Era in mano ai catanesi uno dei reparti del carcere Pagliarelli di Palermo: così gestivano la sezione «Ionio»
Il profilo di uno degli arrestati, considerato perno dei traffici con cellulari e droga
Uno dei reparti del carcere Pagliarelli di Palermo sarebbe stato in mano ai catanesi. Il “capo” sarebbe stato Antonio Nigito, che con il supporto organizzativo del “braccio destro” Alex Di Vita, avrebbe gestito gli affari loschi della sezione Ionio (sic!) dietro le sbarre.
Principalmente il business era quello dei telefonini e della droga, che riusciva a entrare nell’istituto penitenziario grazie alla complicità di agenti infedeli. Infatti tra le contestazioni c’è quello della corruzione. «Allo ionio comandano i catanesi», affermava un detenuto intercettato grazie alle cimici piazzate nella casa circondariale, che aggiungeva: «Comanda… coso… Nigido, come si chiama?».
Il catanese sarebbe stato ai vertici - lo scorso autunno - di un’organizzazione criminale in piena regola con ruoli e gerarchie che avrebbe operato all’interno della casa circondariale palermitana. Nigito non è un personaggio qualsiasi della criminalità catanese. Lo certifica lui stesso, quando intercettato in carcere dice: «Io ho 50 anni e 4 figli maschi e ho fatto sempre questa vita! Tu qua dentro non ce la fai a stare! Io si! Eh! Però ti garantisco che se io faccio una cosa sono ’’assai” i detenuti che mi vengono “appresso” (che lo seguono ndr), “a scummissa misa?”».

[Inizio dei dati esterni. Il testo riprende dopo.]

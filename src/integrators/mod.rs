//! Light-transport integrators (spec section 4.3, "Integrator").
//!
//! A single strategy is in scope: unidirectional path tracing with
//! next-event estimation and multiple importance sampling against the
//! light importance tree (`lights::LightTree`). Bidirectional/Metropolis
//! strategies are out of scope (see the crate's design ledger); the
//! tile-parallel render driver here plays the role the teacher's
//! `BlockQueue`-fed `render_tile`/`render` pair plays for `BDPTIntegrator`,
//! adapted to `rayon` scoped row chunks since there is no HTTP tile
//! dispatcher in this core.

pub mod path;

pub use path::PathTracer;

use rayon::prelude::*;

use crate::cameras::PinholeCamera;
use crate::core::geometry::Spectrum;
use crate::core::rng::Rng;
use crate::core::scene::Scene;
use crate::samplers::Sampler;

/// Tunable knobs for a path-tracing render (spec section 4.3 plus the
/// ambient configuration layer SPEC_FULL.md adds in section 7).
#[derive(Debug, Copy, Clone)]
pub struct IntegratorSettings {
    /// Hard cap on the number of surface/medium bounces a path may take.
    pub max_bounces: u32,
    /// Bounces below this count are never subjected to Russian roulette.
    pub min_bounces_before_rr: u32,
    /// Whether next-event estimation runs at all; disabling it leaves
    /// unidirectional BSDF sampling as the only source of illumination,
    /// useful as a reference path for comparing against the NEE+MIS
    /// estimator in tests.
    pub enable_light_sampling: bool,
    /// Whether a hit on the back side of a one-sided (non-transmissive)
    /// BSDF flips the shading frame rather than returning black.
    pub enable_two_sided_shading: bool,
    /// Whether a sampled continuation direction whose geometric-normal
    /// hemisphere disagrees with its shading-normal hemisphere aborts
    /// the path (guards against light leaks through bump-mapped grazing
    /// geometry; spec section 4.3, "shading/geometric normal conflict").
    pub enable_consistency_checks: bool,
    /// Substituted for any radiance estimate that would otherwise carry
    /// a NaN or infinity (spec section 7, tier 1 recoverable numeric
    /// conditions).
    pub nan_sentinel: Spectrum,
    /// Per-channel clamp applied to every path's contribution before it
    /// is accumulated, bounding the variance a single firefly sample can
    /// contribute to a pixel.
    pub firefly_clamp: f32,
}

impl Default for IntegratorSettings {
    fn default() -> Self {
        IntegratorSettings {
            max_bounces: 64,
            min_bounces_before_rr: 2,
            enable_light_sampling: true,
            enable_two_sided_shading: true,
            enable_consistency_checks: true,
            nan_sentinel: Spectrum::default(),
            firefly_clamp: 100.0,
        }
    }
}

/// Accumulates per-pixel radiance sums so a render can resume/add more
/// samples without re-normalizing on every call (spec section 5, "a
/// tile's framebuffer slice is written by exactly one worker until the
/// tile completes").
pub struct Framebuffer {
    width: u32,
    height: u32,
    sums: Vec<Spectrum>,
    counts: Vec<u32>,
}

impl Framebuffer {
    pub fn new(width: u32, height: u32) -> Self {
        let n = (width as usize) * (height as usize);
        Framebuffer { width, height, sums: vec![Spectrum::default(); n], counts: vec![0; n] }
    }

    pub fn width(&self) -> u32 {
        self.width
    }
    pub fn height(&self) -> u32 {
        self.height
    }

    fn index(&self, x: u32, y: u32) -> usize {
        (y as usize) * (self.width as usize) + (x as usize)
    }

    pub fn accumulate(&mut self, x: u32, y: u32, value: Spectrum) {
        let i = self.index(x, y);
        self.sums[i] += value;
        self.counts[i] += 1;
    }

    /// The resolved average at `(x, y)`, or black if no sample ever
    /// landed there.
    pub fn pixel(&self, x: u32, y: u32) -> Spectrum {
        let i = self.index(x, y);
        if self.counts[i] == 0 {
            Spectrum::default()
        } else {
            self.sums[i] / self.counts[i] as f32
        }
    }

    /// Row-major resolved image, one `Spectrum` per pixel.
    pub fn resolve(&self) -> Vec<Spectrum> {
        self.sums
            .iter()
            .zip(self.counts.iter())
            .map(|(&sum, &count)| if count == 0 { Spectrum::default() } else { sum / count as f32 })
            .collect()
    }
}

/// Rows per tile handed to a single `rayon` task; large enough that
/// per-tile dispatch overhead is negligible next to path-tracing cost,
/// small enough that the work-stealing scheduler keeps all threads busy
/// on scenes with a very uneven cost distribution across the image.
const TILE_ROWS: u32 = 16;

/// Renders `scene` through `camera` at `spp` samples per pixel, driving
/// `spp` independent path-tracer evaluations per pixel and averaging
/// them (spec section 4.3, `render`). Tiles are disjoint row bands; each
/// is owned by exactly one `rayon` task for its entire lifetime, so no
/// pixel is ever written by two threads and no per-pixel locking is
/// needed (spec section 5, concurrency model).
pub fn render<S: Sampler + Default>(
    integrator: &PathTracer,
    scene: &Scene,
    camera: &PinholeCamera,
    resolution: (u32, u32),
    spp: u32,
) -> Framebuffer {
    let (width, height) = resolution;
    let mut framebuffer = Framebuffer::new(width, height);
    let n_tiles = (height + TILE_ROWS - 1) / TILE_ROWS;

    let tiles: Vec<(u32, Vec<Spectrum>)> = (0..n_tiles)
        .into_par_iter()
        .map(|tile_index| {
            let y0 = tile_index * TILE_ROWS;
            let y1 = (y0 + TILE_ROWS).min(height);
            let mut tile_pixels = Vec::with_capacity(((y1 - y0) * width) as usize);
            for y in y0..y1 {
                for x in 0..width {
                    let pixel_index = (y as u64) * (width as u64) + x as u64;
                    let mut sum = Spectrum::default();
                    for sample_index in 0..spp as u64 {
                        let mut sampler = S::default();
                        sampler.start_path(pixel_index, sample_index);
                        let mut rng = Rng::new(pixel_index, sample_index ^ 0x9e37_79b9_7f4a_7c15);
                        let jitter = sampler.next_2d();
                        let (ray, camera_weight) = camera.sample_ray((x, y), jitter, sampler.next_2d());
                        let radiance = integrator.li(scene, ray, camera.medium.clone(), &mut sampler, &mut rng);
                        sum += radiance * camera_weight;
                    }
                    tile_pixels.push(sum / spp.max(1) as f32);
                }
            }
            (y0, tile_pixels)
        })
        .collect();

    for (y0, tile_pixels) in tiles {
        for (i, value) in tile_pixels.into_iter().enumerate() {
            let x = (i as u32) % width;
            let y = y0 + (i as u32) / width;
            framebuffer.accumulate(x, y, value);
        }
    }
    framebuffer
}

#[cfg(test)]
mod tests {
    use super::*;

    #[test]
    fn framebuffer_averages_accumulated_samples() {
        let mut fb = Framebuffer::new(2, 2);
        fb.accumulate(0, 0, Spectrum::new(1.0, 1.0, 1.0));
        fb.accumulate(0, 0, Spectrum::new(3.0, 3.0, 3.0));
        let p = fb.pixel(0, 0);
        assert!((p.x - 2.0).abs() < 1e-6);
    }

    #[test]
    fn untouched_pixel_resolves_to_black() {
        let fb = Framebuffer::new(4, 4);
        assert_eq!(fb.pixel(3, 3), Spectrum::default());
    }
}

Nigito è stato scarcerato il 23 ottobre scorso. Era ai domiciliari con il braccialetto elettronico. La sua casa è in via Capo Passero, uno dei fortini della cocaina più movimentati della città. Nigito fu arrestato nel 2015 in “Final Blow”, l’operazione che mise un freno al clan dei Cursoti Milanesi a trazione Carmelo Di Stefano, quello coinvolto nella sparatoria del viale Grimaldi di cinque anni fa.
Ultimamente ha parlato di lui il pentito Salvatore Scavone ‘pop corn’. L’ex reggente dei Nizza (gruppo militare dei Santapaola) ha dichiarato che Nigito avrebbe una piazza di spaccio vicino alla sua abitazione di Trappeto nord.
Contestate le accuse
Martedì a Palermo ci saranno gli interrogatori di garanzia davanti al gip. Nigito, difeso dall’avvocato Francesco Marchese, è pronto a contestare le accuse per traffico di droga in carcere. Lo stesso può dirsi per Di Vita, assistito dall’avvocato Salvatore Pappalardo. Discorso diverso invece per i telefonini, ma vedremo come risponderanno alla giudice Claudia Resini.
Di Vita era in libertà da poco più di un mese: ha finito di scontare la condanna per l’operazione “piazza pulita”, quella dello spaccio al Tondicello della Plaia, con qualche collegamento - ma non confermato dalle sentenze - con i Cappello-Bonaccorsi.
Nel blitz di venerdì mattina, i carabinieri hanno trovato sostanze stupefacenti e soldi a casa di Alex De Vita. Precisamente 4,7 chili di cocaina e oltre 200 grammi di crack. Il sequestro ieri è stato convalidato. Un chilo di droga era in un pensile della cucina dentro un sacco insieme a cinque proiettili. Quattro panetti di cocaina erano invece all'interno di un pouf nella camera da letto. Ieri mattina, sul ritrovamento della droga, l’indagato ha affrontato l’interrogatorio di garanzia davanti al gip etneo spiegando che non sapeva cosa contenesse il sacco che gli era stato dato da poco in custodia e che avrebbe dovuto consegnare l’indomani.